Action item: Within the records below, reproduce without change the lines from the line that has "async fn practice_stats(&self)" through the line that has "pub async fn github_profile_handler(data: web::Data<AppState>)", and only those.

─── Data provided

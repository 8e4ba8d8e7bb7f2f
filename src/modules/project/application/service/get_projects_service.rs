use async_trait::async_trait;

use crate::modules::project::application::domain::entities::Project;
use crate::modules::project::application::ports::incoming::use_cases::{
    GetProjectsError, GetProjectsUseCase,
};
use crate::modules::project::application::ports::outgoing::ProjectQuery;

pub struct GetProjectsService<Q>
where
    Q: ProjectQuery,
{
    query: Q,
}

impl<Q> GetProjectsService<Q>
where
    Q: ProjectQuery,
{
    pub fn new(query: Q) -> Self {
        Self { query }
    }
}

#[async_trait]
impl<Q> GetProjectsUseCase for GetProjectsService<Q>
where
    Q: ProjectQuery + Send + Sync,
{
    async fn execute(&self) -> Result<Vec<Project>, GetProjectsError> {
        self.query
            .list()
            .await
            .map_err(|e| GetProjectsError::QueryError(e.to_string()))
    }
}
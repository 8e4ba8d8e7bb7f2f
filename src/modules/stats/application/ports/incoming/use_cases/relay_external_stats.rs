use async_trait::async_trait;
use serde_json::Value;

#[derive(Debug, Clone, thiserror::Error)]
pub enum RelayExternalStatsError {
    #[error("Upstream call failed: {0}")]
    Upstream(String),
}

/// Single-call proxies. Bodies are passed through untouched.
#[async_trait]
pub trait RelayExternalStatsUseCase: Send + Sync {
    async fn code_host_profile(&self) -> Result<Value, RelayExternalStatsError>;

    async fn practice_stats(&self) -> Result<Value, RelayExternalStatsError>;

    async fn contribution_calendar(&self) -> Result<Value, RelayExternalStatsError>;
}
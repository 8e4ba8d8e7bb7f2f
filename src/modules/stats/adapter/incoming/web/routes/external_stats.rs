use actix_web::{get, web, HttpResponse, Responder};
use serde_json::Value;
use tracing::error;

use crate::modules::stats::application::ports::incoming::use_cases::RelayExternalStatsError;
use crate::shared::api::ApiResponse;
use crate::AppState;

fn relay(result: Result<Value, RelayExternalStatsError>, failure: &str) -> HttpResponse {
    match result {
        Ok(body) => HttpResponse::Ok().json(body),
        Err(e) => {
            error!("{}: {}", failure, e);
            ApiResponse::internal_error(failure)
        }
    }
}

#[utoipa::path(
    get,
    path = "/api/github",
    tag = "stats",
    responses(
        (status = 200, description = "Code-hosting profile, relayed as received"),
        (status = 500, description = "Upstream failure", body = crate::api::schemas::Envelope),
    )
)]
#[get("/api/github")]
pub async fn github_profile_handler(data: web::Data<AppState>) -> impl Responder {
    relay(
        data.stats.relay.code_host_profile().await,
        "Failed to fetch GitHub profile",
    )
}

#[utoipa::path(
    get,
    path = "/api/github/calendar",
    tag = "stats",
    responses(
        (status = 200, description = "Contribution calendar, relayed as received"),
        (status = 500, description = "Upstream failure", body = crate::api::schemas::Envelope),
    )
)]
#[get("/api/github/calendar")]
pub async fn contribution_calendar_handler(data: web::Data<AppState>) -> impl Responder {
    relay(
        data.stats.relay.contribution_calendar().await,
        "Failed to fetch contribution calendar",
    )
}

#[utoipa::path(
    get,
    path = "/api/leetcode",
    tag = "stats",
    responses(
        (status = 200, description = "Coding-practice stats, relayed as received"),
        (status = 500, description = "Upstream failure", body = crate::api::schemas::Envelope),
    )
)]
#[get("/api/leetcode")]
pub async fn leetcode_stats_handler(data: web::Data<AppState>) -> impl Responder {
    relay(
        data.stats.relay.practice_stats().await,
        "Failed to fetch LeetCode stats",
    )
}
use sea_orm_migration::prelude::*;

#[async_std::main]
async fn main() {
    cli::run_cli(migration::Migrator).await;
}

──────
─── Data provided

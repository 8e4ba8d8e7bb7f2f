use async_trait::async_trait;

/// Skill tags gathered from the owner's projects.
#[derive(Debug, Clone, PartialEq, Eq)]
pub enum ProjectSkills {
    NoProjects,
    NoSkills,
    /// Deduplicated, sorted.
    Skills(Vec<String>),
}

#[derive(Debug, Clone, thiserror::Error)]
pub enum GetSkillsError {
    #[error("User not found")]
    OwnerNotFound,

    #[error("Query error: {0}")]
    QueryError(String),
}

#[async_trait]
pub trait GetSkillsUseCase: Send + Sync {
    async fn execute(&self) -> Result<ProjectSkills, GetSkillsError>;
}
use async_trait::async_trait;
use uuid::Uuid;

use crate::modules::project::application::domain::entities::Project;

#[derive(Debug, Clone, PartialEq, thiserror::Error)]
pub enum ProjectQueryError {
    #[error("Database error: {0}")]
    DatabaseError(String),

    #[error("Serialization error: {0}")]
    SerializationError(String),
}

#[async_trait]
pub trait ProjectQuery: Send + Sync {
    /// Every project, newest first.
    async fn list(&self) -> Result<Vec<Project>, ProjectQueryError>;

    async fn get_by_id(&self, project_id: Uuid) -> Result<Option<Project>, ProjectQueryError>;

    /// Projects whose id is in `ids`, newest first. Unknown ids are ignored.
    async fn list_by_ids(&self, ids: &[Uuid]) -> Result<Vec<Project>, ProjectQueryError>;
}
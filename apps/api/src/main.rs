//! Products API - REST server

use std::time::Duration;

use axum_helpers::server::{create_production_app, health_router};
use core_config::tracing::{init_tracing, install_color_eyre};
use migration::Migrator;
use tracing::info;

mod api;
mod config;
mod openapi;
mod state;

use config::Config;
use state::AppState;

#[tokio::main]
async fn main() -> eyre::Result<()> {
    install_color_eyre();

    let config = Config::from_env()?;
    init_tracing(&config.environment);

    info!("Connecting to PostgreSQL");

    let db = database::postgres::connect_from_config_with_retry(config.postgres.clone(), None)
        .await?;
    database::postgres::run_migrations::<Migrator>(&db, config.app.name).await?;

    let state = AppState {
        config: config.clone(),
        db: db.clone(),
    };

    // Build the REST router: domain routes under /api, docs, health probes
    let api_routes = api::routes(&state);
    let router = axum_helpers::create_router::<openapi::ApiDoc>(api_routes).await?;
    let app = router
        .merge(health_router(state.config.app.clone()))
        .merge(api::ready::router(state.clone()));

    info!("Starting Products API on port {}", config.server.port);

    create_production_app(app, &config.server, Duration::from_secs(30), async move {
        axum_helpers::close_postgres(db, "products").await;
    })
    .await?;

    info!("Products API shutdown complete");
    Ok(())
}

──────

Solution:
    async fn practice_stats(&self) -> Result<Value, RelayExternalStatsError>;

    async fn contribution_calendar(&self) -> Result<Value, RelayExternalStatsError>;
}
repository 8e4ba8d8e7bb7f2f
filename src/modules/stats/adapter/incoming/web/routes/external_stats.rs
use actix_web::{get, web, HttpResponse, Responder};
use serde_json::Value;
use tracing::error;

use crate::modules::stats::application::ports::incoming::use_cases::RelayExternalStatsError;
use crate::shared::api::ApiResponse;
use crate::AppState;

fn relay(result: Result<Value, RelayExternalStatsError>, failure: &str) -> HttpResponse {
    match result {
        Ok(body) => HttpResponse::Ok().json(body),
        Err(e) => {
            error!("{}: {}", failure, e);
            ApiResponse::internal_error(failure)
        }
    }
}

#[utoipa::path(
    get,
    path = "/api/github",
    tag = "stats",
    responses(
        (status = 200, description = "Code-hosting profile, relayed as received"),
        (status = 500, description = "Upstream failure", body = crate::api::schemas::Envelope),
    )
)]
#[get("/api/github")]
pub async fn github_profile_handler(data: web::Data<AppState>) -> impl Responder {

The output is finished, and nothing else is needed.